Ne lui restait plus que sa fille, Juana Maria. Sa sécurité était la priorité absolue de Vicente. Après avoir échappé aux bouleversements politiques en Espagne, Vicente allait bientôt devoir affronter ses propres problèmes politiques au Nicaragua… Anastasio Somoza, fils du dictateur nicaraguayen, avait pris un intérêt particulier pour Juana. Vicente, fier homme raffiné issu de la lignée basque, n’allait pas l’accepter. Il voulait que Juana soit loin du Nicaragua : alors, après avoir chassé le jeune Anastasio de sa propriété avec un fusil, il envoya Juana se mettre à l’abri à la relative sécurité du Connecticut College for Women à New London.
Au Connecticut, Juana fit la connaissance de Monsieur Flagg, et il ne fallut pas longtemps avant qu’ils ne deviennent Monsieur et Madame Flagg. Tous deux étaient passionnés de chevaux, et c’est en 1970, le jour où nous faisons d’abord connaissance avec cette 280SL Gris Arabie. Ce jour-là coïncidait aussi avec l’anniversaire de Juana : la fête se passait dans un concours hippique local, bien qu’aucun cadeau ne sembla s’annoncer. En fait, il semblait que Monsieur Flagg ait complètement oublié l’importance de la date, laissant la malheureuse Madame Flagg, visiblement décontenancée, déclarer se sentir « le moral dans les chaussettes »… Tout changea quand le couple se rendit à l’écurie : à la place des chevaux, celle-ci était vide. Occupant l’écurie se trouvait alors un magnifique coupé/ roadster de sport Mercedes-Benz, un élégant roadster fini dans cette belle nuance de gris, connu sous le nom de Gris Arabie… comme un cheval arabe, avec en prime le rare option d’un toit souple gris assorti. Madame Flagg baptisa affectueusement le pur-sang allemand « the Grey Mare ».

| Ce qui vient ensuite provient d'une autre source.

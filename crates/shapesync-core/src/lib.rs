//! Core types for shapesync: identifiers, the shape model and its persisted
//! record form, canvas metadata, disconnect-cleanup records and the error
//! taxonomy shared by every layer.

pub mod canvas;
pub mod cleanup;
pub mod error;
pub mod ids;
pub mod shape;
pub mod time;

pub use canvas::CanvasMeta;
pub use cleanup::{CLEANUP_NAMESPACE, CleanupAction, CleanupKey, CleanupRecord};
pub use error::{ErrorClass, SyncError, SyncResult, ValidationError};
pub use ids::{CanvasId, SessionId, ShapeId, UserId};
pub use shape::{Audit, Fields, LockFields, NewShape, Shape, ShapeBody, ShapeKind, ShapePatch, ShapeStyle};
pub use shapesync_geometry::{Bounds, Point, RelativeTransform};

Madame Flagg décrivait souvent la voiture comme son « tout premier coup de cœur », et elle la conserva pendant de longues années. Pendant son époque à son volant, la voiture était entretenue par le mécanicien qui s’occupait aussi de l’avion privé de la famille. Madame Flagg aimait réellement cette voiture, s’en séparant seulement après de nombreuses années de bonheur à ses côtés.
Un deuxième propriétaire (lui aussi au Connecticut), puis un troisième (au Massachusetts) prirent également plaisir au « Grey Mare », avant qu’il ne soit acquis par un certain Monsieur Kim, venu de New York. En tant que grand passionné Mercedes-Benz, Monsieur Kim connaissait un peu la valeur d’une belle Pagoda : il était président du US W113 Owners Club. Fasciné par l’histoire de Juana et par celle de la voiture, et par la manière dont les deux avaient fini par se retrouver, il lui a offert une vie choyée, en la faisant exposer lors d’événements locaux : elle devint bien connue parmi les passionnés du modèle.

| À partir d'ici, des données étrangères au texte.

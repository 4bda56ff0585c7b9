//! Size queries and the fixed helper types of the converter.

use crate::{LowerError, LowerResult, TypeConverter};
use fircg_types::{CharLen, KindTy, PhysicalType, RecordType, SourceType};
use rustc_hash::FxHashSet;

/// Width of struct field indices.
const OFFSET_WIDTH: u32 = 32;
/// Width of array indices and extents in address arithmetic.
const INDEX_WIDTH: u32 = 64;

/// True for a character whose length is only known at run time.
pub fn has_dynamic_size(ty: &SourceType) -> bool {
    matches!(ty, SourceType::Character { len: CharLen::Unknown, .. })
}

/// True if `ty` (or the element of a sequence `ty`) is a record that inlines
/// an array without a constant shape, directly or through nested records.
///
/// References are not followed: their pointees are not stored inline.
pub fn is_dynamically_sized(ty: &SourceType) -> bool {
    let ty = match ty {
        SourceType::Sequence(seq) => &*seq.element,
        other => other,
    };
    match ty {
        SourceType::Record(record) => record_is_dynamically_sized(record, &mut FxHashSet::default()),
        _ => false,
    }
}

fn record_is_dynamically_sized<'a>(record: &'a RecordType, visiting: &mut FxHashSet<&'a str>) -> bool {
    if !visiting.insert(record.name()) {
        return false;
    }
    let Some(fields) = record.fields() else {
        return false;
    };
    fields.iter().any(|(_, field)| match field {
        SourceType::Sequence(seq) => !seq.has_constant_shape(),
        SourceType::Record(inner) => record_is_dynamically_sized(inner, visiting),
        _ => false,
    })
}

impl TypeConverter {
    pub fn has_dynamic_size(&self, ty: &SourceType) -> bool {
        has_dynamic_size(ty)
    }

    pub fn character_bit_width(&self, kind: KindTy) -> LowerResult<u32> {
        self.kind_map()
            .character_bit_width(kind)
            .ok_or_else(|| no_width("char", kind))
    }

    /// i32, the type of struct field offsets.
    pub fn offset_type(&self) -> PhysicalType {
        PhysicalType::int(OFFSET_WIDTH)
    }

    pub fn index_type(&self) -> PhysicalType {
        PhysicalType::int(INDEX_WIDTH)
    }

    /// Integer type of the default INTEGER kind.
    pub fn default_integer(&self) -> LowerResult<PhysicalType> {
        self.integer_type(self.kind_map().default_integer_kind())
    }

    pub(crate) fn integer_type(&self, kind: KindTy) -> LowerResult<PhysicalType> {
        let width = self.kind_map().integer_bit_width(kind).ok_or_else(|| no_width("int", kind))?;
        Ok(PhysicalType::int(width))
    }

    pub(crate) fn logical_type(&self, kind: KindTy) -> LowerResult<PhysicalType> {
        let width = self.kind_map().logical_bit_width(kind).ok_or_else(|| no_width("logical", kind))?;
        Ok(PhysicalType::int(width))
    }

    /// Number of record names bound to a struct identity so far.
    pub fn cached_record_count(&self) -> usize {
        self.ident_struct_cache.len()
    }
}

fn no_width(category: &str, kind: KindTy) -> LowerError {
    LowerError::UnsupportedConstruct(format!("{}<{}> has no representable bit width", category, kind))
}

En 2003, Monsieur Kim se sépara du Grey Mare. Il fut alors acheté par une autre jeune dame au goût sûr pour l’automobile : Nicola Colley. Malheureusement, sous sa propriété, la voiture subit une panne moteur catastrophique, si bien qu’il fallut trouver et construire un moteur de remplacement identique pour se rapprocher au maximum des spécifications d’origine. Cette 280SL a roulé régulièrement jusqu’en 2011, date à partir de laquelle débuta un processus de restauration minutieux. Un projet complet « du métal à la vis » a été lancé : comprenant une reprise de peinture à nu, ainsi qu’une révision de toute la partie mécanique. La carrosserie a été confiée à Denny Lal, multiple vainqueur de concours, et le placage a été finalisé par London Carriage Limited. La peinture à nu et la finition ont bien sûr été refaites une nouvelle fois dans ce magnifique Gris Arabie, rehaussé par un toit en tissu gris très rare et tout à fait spécial.

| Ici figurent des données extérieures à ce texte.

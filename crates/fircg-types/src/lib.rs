//! Type universes shared by the code generator crates.
//!
//! [`SourceType`] is the target-independent input, [`PhysicalType`] the
//! target-specific output, and [`KindMapping`] resolves scalar kinds to
//! widths and floating-point formats.

pub mod error;
pub mod kind;
pub mod physical;
pub mod source;

pub use error::{TypeError, TypeResult};
pub use kind::{DefaultKinds, FloatClass, KindCategory, KindMapping, KindTy};
pub use physical::{IdentifiedStruct, PhysicalType, StructBody, StructType};
pub use source::{
    BoxType, CharLen, Extent, FunctionType, PointerKind, Rank, RecordType, SequenceType, Shape,
    SourceType,
};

La voiture recherche désormais un nouveau gardien, quelqu’un qui saura aimer et adorer cette voiture de la même façon que Madame Flagg. Après tout, elle trône aujourd’hui, fièrement, dans exactement le même état (sinon meilleur) que le jour où elle l’a aperçue pour la première fois, stationnée dans l’écurie en arrière-plan en 1970.
Une voiture vraiment formidable, avec une histoire exceptionnelle : une Pagoda 280SL à ne pas manquer.